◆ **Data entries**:
----------------------------------------

//! Error handling for go-toolkit
//!
//! Two layers, same as every command in the crate uses them:
//! - [`ToolkitError`] - typed failures raised by the resolution, config and
//!   index code, so callers can branch on the kind (most importantly
//!   [`ToolkitError::MissingUser`] versus a broken credential file).
//! - [`ErrorContext`] - a wrapper adding a suggestion and details for CLI display.
//!
//! Commands return [`anyhow::Result`]; `main` hands any failure to
//! [`user_friendly_error`](crate::core::user_friendly_error) which recovers the
//! typed error from the chain and attaches guidance.
//!
//! # Examples
//!
//! ```rust,no_run
//! use go_toolkit::core::{ErrorContext, ToolkitError};
//!
//! let context = ErrorContext::new(ToolkitError::MissingUser)
//!     .with_suggestion("Run 'go-toolkit config set-user <user>'");
//! context.display();
//! ```

use colored::Colorize;
use std::fmt;
use std::path::PathBuf;
use thiserror::Error;

use crate::index::FetchError;

/// The main error type for go-toolkit operations.
///
/// Validation outcomes (`InvalidInput`, `InvalidSiteFormat`, `UnsupportedSite`,
/// `MissingUser`) are produced locally and never retried. `CredentialFile` is
/// kept apart from `MissingUser` so a broken provider mapping is not reported
/// as an unregistered user.
#[derive(Error, Debug)]
pub enum ToolkitError {
    /// Malformed identifier or flag value
    #[error("{message}")]
    InvalidInput {
        /// Description of what was wrong with the input
        message: String,
    },

    /// Site is not hostname-shaped
    #[error("site must be in the form sitename.domain (got '{site}')")]
    InvalidSiteFormat {
        /// The rejected site
        site: String,
    },

    /// Site is well-formed but outside the known set and no override was given
    #[error("unsupported site {site} (known: {}); use --full to allow custom sites", .known.join(", "))]
    UnsupportedSite {
        /// The rejected site
        site: String,
        /// The accepted sites, in display order
        known: Vec<String>,
    },

    /// No user could be determined for a short identifier
    #[error("missing user")]
    MissingUser,

    /// A configured credential file exists in the mapping but cannot be used
    #[error("failed to read credential file {}: {reason}", .path.display())]
    CredentialFile {
        /// Path taken from the provider mapping
        path: PathBuf,
        /// Underlying read or parse failure
        reason: String,
    },

    /// Module index request failed
    #[error(transparent)]
    Fetch(#[from] FetchError),

    /// Configuration file content is invalid
    #[error("configuration error: {message}")]
    ConfigError {
        /// What failed validation
        message: String,
    },

    /// External program is not on PATH
    #[error("'{program}' is not installed or not found in PATH")]
    ToolNotFound {
        /// Program that was looked up
        program: String,
    },

    /// External program exited unsuccessfully
    #[error("command failed: {command} (exit code {})", .code.map_or_else(|| "unknown".to_string(), |c| c.to_string()))]
    CommandFailed {
        /// Rendered command line
        command: String,
        /// Exit code, if the process exited normally
        code: Option<i32>,
    },

    /// IO error
    #[error("IO error: {0}")]
    Io(#[from] std::io::Error),

    /// TOML parsing error
    #[error("TOML parsing error: {0}")]
    TomlError(#[from] toml::de::Error),

    /// TOML serialization error
    #[error("TOML serialization error: {0}")]
    TomlSerError(#[from] toml::ser::Error),

    /// Other error
    #[error("{message}")]
    Other {
        /// Generic error message
        message: String,
    },
}

impl ToolkitError {
    /// Build an [`ToolkitError::InvalidInput`] from any message.
    pub fn invalid_input(message: impl Into<String>) -> Self {
        Self::InvalidInput {
            message: message.into(),
        }
    }

    /// True for every malformed-input outcome, including site problems.
    #[must_use]
    pub const fn is_invalid_input(&self) -> bool {
        matches!(
            self,
            Self::InvalidInput { .. } | Self::InvalidSiteFormat { .. } | Self::UnsupportedSite { .. }
        )
    }

    /// True when the failure means no user is registered for the site.
    #[must_use]
    pub const fn is_missing_user(&self) -> bool {
        matches!(self, Self::MissingUser)
    }
}

impl Clone for ToolkitError {
    fn clone(&self) -> Self {
        match self {
            Self::InvalidInput {
                message,
            } => Self::InvalidInput {
                message: message.clone(),
            },
            Self::InvalidSiteFormat {
                site,
            } => Self::InvalidSiteFormat {
                site: site.clone(),
            },
            Self::UnsupportedSite {
                site,
                known,
            } => Self::UnsupportedSite {
                site: site.clone(),
                known: known.clone(),
            },
            Self::MissingUser => Self::MissingUser,
            Self::CredentialFile {
                path,
                reason,
            } => Self::CredentialFile {
                path: path.clone(),
                reason: reason.clone(),
            },
            Self::Fetch(e) => Self::Fetch(e.clone()),
            Self::ConfigError {
                message,
            } => Self::ConfigError {
                message: message.clone(),
            },
            Self::ToolNotFound {
                program,
            } => Self::ToolNotFound {
                program: program.clone(),
            },
            Self::CommandFailed {
                command,
                code,
            } => Self::CommandFailed {
                command: command.clone(),
                code: *code,
            },
            // io::Error is not Clone; keep the message
            Self::Io(e) => Self::Other {
                message: format!("IO error: {e}"),
            },
            Self::TomlError(e) => Self::TomlError(e.clone()),
            Self::TomlSerError(e) => Self::TomlSerError(e.clone()),
            Self::Other {
                message,
            } => Self::Other {
                message: message.clone(),
            },
        }
    }
}

/// Error context wrapper that provides user-friendly error information.
///
/// Suggestions are printed in green and details in yellow by
/// [`display`](ErrorContext::display).
#[derive(Debug)]
pub struct ErrorContext {
    /// The underlying error
    pub error: ToolkitError,
    /// Optional suggestion for resolving the error
    pub suggestion: Option<String>,
    /// Optional additional details about the error
    pub details: Option<String>,
}

impl ErrorContext {
    /// Create a new error context with no suggestion or details.
    #[must_use]
    pub const fn new(error: ToolkitError) -> Self {
        Self {
            error,
            suggestion: None,
            details: None,
        }
    }

    /// Add a suggestion for resolving the error.
    pub fn with_suggestion(mut self, suggestion: impl Into<String>) -> Self {
        self.suggestion = Some(suggestion.into());
        self
    }

    /// Add additional details explaining the error.
    pub fn with_details(mut self, details: impl Into<String>) -> Self {
        self.details = Some(details.into());
        self
    }

    /// Print the error context to stderr with terminal colors.
    pub fn display(&self) {
        eprintln!("{}: {}", "error".red().bold(), self.error);

        if let Some(details) = &self.details {
            eprintln!("{}: {}", "details".yellow(), details);
        }

        if let Some(suggestion) = &self.suggestion {
            eprintln!("{}: {}", "suggestion".green(), suggestion);
        }
    }
}

impl fmt::Display for ErrorContext {
    fn fmt(&self, f: &mut fmt::Formatter<'_>) -> fmt::Result {
        write!(f, "{}", self.error)?;

        if let Some(details) = &self.details {
            write!(f, "\nDetails: {details}")?;
        }

        if let Some(suggestion) = &self.suggestion {
            write!(f, "\nSuggestion: {suggestion}")?;
        }

        Ok(())
    }
}

impl std::error::Error for ErrorContext {}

----------------------------------------

◆ **Exercise aim**: Pull every line holding "ToolkitError" out of the records.

◆ **The answer**:
//! - [`ToolkitError`] - typed failures raised by the resolution, config and
//!   [`ToolkitError::MissingUser`] versus a broken credential file).
//! use go_toolkit::core::{ErrorContext, ToolkitError};
//! let context = ErrorContext::new(ToolkitError::MissingUser)
pub enum ToolkitError {
impl ToolkitError {
    /// Build an [`ToolkitError::InvalidInput`] from any message.
impl Clone for ToolkitError {
    pub error: ToolkitError,
    pub const fn new(error: ToolkitError) -> Self {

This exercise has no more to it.